- [TO DO]:
Give back all of the data exactly. Leave nothing out.

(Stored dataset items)
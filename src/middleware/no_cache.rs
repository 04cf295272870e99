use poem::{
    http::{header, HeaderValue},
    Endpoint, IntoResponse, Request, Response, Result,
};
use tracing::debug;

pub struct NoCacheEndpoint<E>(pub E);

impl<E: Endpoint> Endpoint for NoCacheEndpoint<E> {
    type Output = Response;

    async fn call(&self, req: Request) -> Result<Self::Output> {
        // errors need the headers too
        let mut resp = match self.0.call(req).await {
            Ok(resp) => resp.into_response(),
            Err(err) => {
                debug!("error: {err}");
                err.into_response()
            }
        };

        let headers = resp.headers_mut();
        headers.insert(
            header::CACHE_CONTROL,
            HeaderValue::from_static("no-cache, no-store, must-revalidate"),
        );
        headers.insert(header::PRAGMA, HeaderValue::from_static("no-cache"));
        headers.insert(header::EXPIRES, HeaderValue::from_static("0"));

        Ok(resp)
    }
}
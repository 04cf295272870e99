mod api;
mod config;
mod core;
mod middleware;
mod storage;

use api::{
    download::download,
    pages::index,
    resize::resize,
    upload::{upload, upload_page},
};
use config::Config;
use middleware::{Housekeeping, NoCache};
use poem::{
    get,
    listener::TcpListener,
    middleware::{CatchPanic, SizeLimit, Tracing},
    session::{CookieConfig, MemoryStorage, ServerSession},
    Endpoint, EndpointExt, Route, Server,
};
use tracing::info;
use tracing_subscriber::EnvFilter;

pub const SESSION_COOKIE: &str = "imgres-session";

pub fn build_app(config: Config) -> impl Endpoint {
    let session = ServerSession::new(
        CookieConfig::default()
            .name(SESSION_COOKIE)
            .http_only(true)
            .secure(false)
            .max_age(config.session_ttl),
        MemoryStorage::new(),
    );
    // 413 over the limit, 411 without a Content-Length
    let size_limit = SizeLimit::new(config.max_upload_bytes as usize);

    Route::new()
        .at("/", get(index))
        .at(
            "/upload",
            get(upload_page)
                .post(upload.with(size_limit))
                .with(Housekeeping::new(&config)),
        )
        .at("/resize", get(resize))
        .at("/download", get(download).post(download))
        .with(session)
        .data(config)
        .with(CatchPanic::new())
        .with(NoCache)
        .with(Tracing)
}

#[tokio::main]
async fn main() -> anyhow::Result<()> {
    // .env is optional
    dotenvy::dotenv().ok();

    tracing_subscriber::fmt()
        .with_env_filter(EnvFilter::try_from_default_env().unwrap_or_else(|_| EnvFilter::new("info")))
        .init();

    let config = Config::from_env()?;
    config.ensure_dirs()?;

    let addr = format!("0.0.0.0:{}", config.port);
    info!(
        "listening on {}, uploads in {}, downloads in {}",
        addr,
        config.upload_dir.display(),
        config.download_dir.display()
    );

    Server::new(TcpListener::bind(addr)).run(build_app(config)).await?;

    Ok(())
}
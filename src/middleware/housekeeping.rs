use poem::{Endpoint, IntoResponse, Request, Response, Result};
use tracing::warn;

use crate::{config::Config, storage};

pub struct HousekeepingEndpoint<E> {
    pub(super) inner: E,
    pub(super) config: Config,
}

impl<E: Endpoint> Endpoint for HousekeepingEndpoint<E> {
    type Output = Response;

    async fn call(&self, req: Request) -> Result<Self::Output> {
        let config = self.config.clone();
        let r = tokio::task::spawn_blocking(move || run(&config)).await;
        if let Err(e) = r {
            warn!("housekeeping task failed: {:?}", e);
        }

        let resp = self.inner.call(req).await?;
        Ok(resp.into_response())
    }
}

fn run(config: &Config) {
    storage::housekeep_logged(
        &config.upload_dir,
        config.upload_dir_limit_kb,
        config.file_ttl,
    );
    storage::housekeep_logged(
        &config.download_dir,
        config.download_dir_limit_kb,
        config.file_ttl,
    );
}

- [ANSWER]:
filename src/middleware/no_cache.rs
repository 04cf295272870e99
use poem::{
    http::{header, HeaderValue},
    Endpoint, IntoResponse, Request, Response, Result,
};
use tracing::debug;

pub struct NoCacheEndpoint<E>(pub E);

impl<E: Endpoint> Endpoint for NoCacheEndpoint<E> {
    type Output = Response;

    async fn call(&self, req: Request) -> Result<Self::Output> {
        // errors need the headers too
        let mut resp = match self.0.call(req).await {
            Ok(resp) => resp.into_response(),
            Err(err) => {
                debug!("error: {err}");
                err.into_response()
            }
        };

        let headers = resp.headers_mut();
        headers.insert(
            header::CACHE_CONTROL,
            HeaderValue::from_static("no-cache, no-store, must-revalidate"),
        );
        headers.insert(header::PRAGMA, HeaderValue::from_static("no-cache"));
        headers.insert(header::EXPIRES, HeaderValue::from_static("0"));

        Ok(resp)
    }
}
repository 04cf295272870e99
mod api;
mod config;
mod core;
mod middleware;
mod storage;

use api::{
    download::download,
    pages::index,
    resize::resize,
    upload::{upload, upload_page},
};
use config::Config;
use middleware::{Housekeeping, NoCache};
use poem::{
    get,
    listener::TcpListener,
    middleware::{CatchPanic, SizeLimit, Tracing},
    session::{CookieConfig, MemoryStorage, ServerSession},
    Endpoint, EndpointExt, Route, Server,
};
use tracing::info;
use tracing_subscriber::EnvFilter;

pub const SESSION_COOKIE: &str = "imgres-session";

pub fn build_app(config: Config) -> impl Endpoint {
    let session = ServerSession::new(
        CookieConfig::default()
            .name(SESSION_COOKIE)
            .http_only(true)
            .secure(false)
            .max_age(config.session_ttl),
        MemoryStorage::new(),
    );
    // 413 over the limit, 411 without a Content-Length
    let size_limit = SizeLimit::new(config.max_upload_bytes as usize);

    Route::new()
        .at("/", get(index))
        .at(
            "/upload",
            get(upload_page)
                .post(upload.with(size_limit))
                .with(Housekeeping::new(&config)),
        )
        .at("/resize", get(resize))
        .at("/download", get(download).post(download))
        .with(session)
        .data(config)
        .with(CatchPanic::new())
        .with(NoCache)
        .with(Tracing)
}

#[tokio::main]
async fn main() -> anyhow::Result<()> {
    // .env is optional
    dotenvy::dotenv().ok();

    tracing_subscriber::fmt()
        .with_env_filter(EnvFilter::try_from_default_env().unwrap_or_else(|_| EnvFilter::new("info")))
        .init();

    let config = Config::from_env()?;
    config.ensure_dirs()?;

    let addr = format!("0.0.0.0:{}", config.port);
    info!(
        "listening on {}, uploads in {}, downloads in {}",
        addr,
        config.upload_dir.display(),
        config.download_dir.display()
    );

    Server::new(TcpListener::bind(addr)).run(build_app(config)).await?;

    Ok(())
}
filename src/middleware/housekeeping.rs
use poem::{Endpoint, IntoResponse, Request, Response, Result};
use tracing::warn;

use crate::{config::Config, storage};

pub struct HousekeepingEndpoint<E> {
    pub(super) inner: E,
    pub(super) config: Config,
}

impl<E: Endpoint> Endpoint for HousekeepingEndpoint<E> {
    type Output = Response;

    async fn call(&self, req: Request) -> Result<Self::Output> {
        let config = self.config.clone();
        let r = tokio::task::spawn_blocking(move || run(&config)).await;
        if let Err(e) = r {
            warn!("housekeeping task failed: {:?}", e);
        }

        let resp = self.inner.call(req).await?;
        Ok(resp.into_response())
    }
}

fn run(config: &Config) {
    storage::housekeep_logged(
        &config.upload_dir,
        config.upload_dir_limit_kb,
        config.file_ttl,
    );
    storage::housekeep_logged(
        &config.download_dir,
        config.download_dir_limit_kb,
        config.file_ttl,
    );
}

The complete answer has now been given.